- **Stored items**
---
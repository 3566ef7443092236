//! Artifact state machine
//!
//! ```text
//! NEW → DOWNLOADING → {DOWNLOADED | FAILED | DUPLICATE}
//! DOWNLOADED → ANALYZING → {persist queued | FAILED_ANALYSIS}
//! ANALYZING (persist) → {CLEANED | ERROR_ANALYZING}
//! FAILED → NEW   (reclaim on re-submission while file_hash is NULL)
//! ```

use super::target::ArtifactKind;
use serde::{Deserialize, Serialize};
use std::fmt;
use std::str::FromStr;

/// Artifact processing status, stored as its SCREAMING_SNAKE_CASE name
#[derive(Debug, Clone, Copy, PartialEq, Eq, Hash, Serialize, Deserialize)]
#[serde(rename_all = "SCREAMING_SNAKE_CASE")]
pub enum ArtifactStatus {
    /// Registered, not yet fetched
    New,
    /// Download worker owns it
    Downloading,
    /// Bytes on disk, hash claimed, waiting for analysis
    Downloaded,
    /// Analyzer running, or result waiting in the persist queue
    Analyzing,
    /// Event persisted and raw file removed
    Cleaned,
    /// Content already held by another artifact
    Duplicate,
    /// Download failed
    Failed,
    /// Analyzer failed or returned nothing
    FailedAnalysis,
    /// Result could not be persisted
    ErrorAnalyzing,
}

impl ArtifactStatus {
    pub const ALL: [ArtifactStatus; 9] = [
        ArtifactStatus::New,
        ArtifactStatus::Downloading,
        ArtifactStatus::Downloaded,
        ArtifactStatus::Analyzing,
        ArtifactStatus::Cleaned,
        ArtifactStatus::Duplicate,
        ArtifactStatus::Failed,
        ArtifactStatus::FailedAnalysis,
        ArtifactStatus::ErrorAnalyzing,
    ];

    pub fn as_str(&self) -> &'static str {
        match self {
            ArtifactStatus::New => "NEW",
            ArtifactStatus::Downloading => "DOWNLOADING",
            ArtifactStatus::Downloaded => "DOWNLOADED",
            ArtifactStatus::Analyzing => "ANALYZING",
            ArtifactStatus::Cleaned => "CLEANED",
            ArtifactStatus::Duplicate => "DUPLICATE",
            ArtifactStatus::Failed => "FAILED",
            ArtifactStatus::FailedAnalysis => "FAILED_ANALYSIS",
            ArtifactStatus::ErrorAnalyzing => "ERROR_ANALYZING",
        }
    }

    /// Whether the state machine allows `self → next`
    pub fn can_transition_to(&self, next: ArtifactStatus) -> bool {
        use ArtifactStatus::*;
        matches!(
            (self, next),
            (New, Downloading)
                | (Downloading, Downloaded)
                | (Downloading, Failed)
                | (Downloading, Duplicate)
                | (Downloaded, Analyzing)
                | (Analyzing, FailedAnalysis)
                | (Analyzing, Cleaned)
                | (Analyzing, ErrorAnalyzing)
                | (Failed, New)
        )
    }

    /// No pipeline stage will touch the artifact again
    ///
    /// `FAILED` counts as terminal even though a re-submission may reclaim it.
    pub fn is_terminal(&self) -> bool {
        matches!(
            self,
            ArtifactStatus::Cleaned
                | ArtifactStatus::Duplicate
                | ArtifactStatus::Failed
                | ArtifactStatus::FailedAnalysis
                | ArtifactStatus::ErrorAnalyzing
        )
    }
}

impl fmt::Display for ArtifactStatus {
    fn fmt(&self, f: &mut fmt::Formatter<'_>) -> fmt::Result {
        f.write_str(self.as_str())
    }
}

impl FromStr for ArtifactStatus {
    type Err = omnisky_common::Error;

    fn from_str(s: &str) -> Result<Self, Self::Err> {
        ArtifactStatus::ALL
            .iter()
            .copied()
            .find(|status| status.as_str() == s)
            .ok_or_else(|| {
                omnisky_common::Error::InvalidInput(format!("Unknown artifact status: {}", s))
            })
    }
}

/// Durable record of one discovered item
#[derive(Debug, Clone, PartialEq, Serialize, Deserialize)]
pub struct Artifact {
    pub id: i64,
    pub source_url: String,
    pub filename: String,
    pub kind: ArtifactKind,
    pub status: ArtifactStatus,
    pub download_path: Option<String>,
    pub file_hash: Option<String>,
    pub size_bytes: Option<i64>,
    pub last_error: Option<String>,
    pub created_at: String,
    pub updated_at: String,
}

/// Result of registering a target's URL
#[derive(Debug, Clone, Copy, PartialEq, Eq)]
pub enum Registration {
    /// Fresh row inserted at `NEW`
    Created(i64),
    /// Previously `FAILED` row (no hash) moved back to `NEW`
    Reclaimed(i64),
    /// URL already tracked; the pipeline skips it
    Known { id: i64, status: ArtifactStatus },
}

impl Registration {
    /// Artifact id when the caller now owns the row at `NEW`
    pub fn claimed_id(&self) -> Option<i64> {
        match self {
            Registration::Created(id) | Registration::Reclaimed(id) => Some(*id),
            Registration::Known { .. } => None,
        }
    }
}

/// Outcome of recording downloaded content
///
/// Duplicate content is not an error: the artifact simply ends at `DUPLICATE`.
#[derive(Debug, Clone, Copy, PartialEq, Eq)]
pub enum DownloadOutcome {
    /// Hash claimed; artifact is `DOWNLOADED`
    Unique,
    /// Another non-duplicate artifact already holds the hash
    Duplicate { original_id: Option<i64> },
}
---
- **What the exercise asks**
Only the lines above starting with the one with "Artifact id when" and going through the one with "pub enum DownloadOutcome" are to be copied, word for word and with both ends kept.

- **Solution to the exercise**
    /// Artifact id when the caller now owns the row at `NEW`
    pub fn claimed_id(&self) -> Option<i64> {
        match self {
            Registration::Created(id) | Registration::Reclaimed(id) => Some(*id),
            Registration::Known { .. } => None,
        }
    }
}

/// Outcome of recording downloaded content
///
/// Duplicate content is not an error: the artifact simply ends at `DUPLICATE`.
#[derive(Debug, Clone, Copy, PartialEq, Eq)]
pub enum DownloadOutcome {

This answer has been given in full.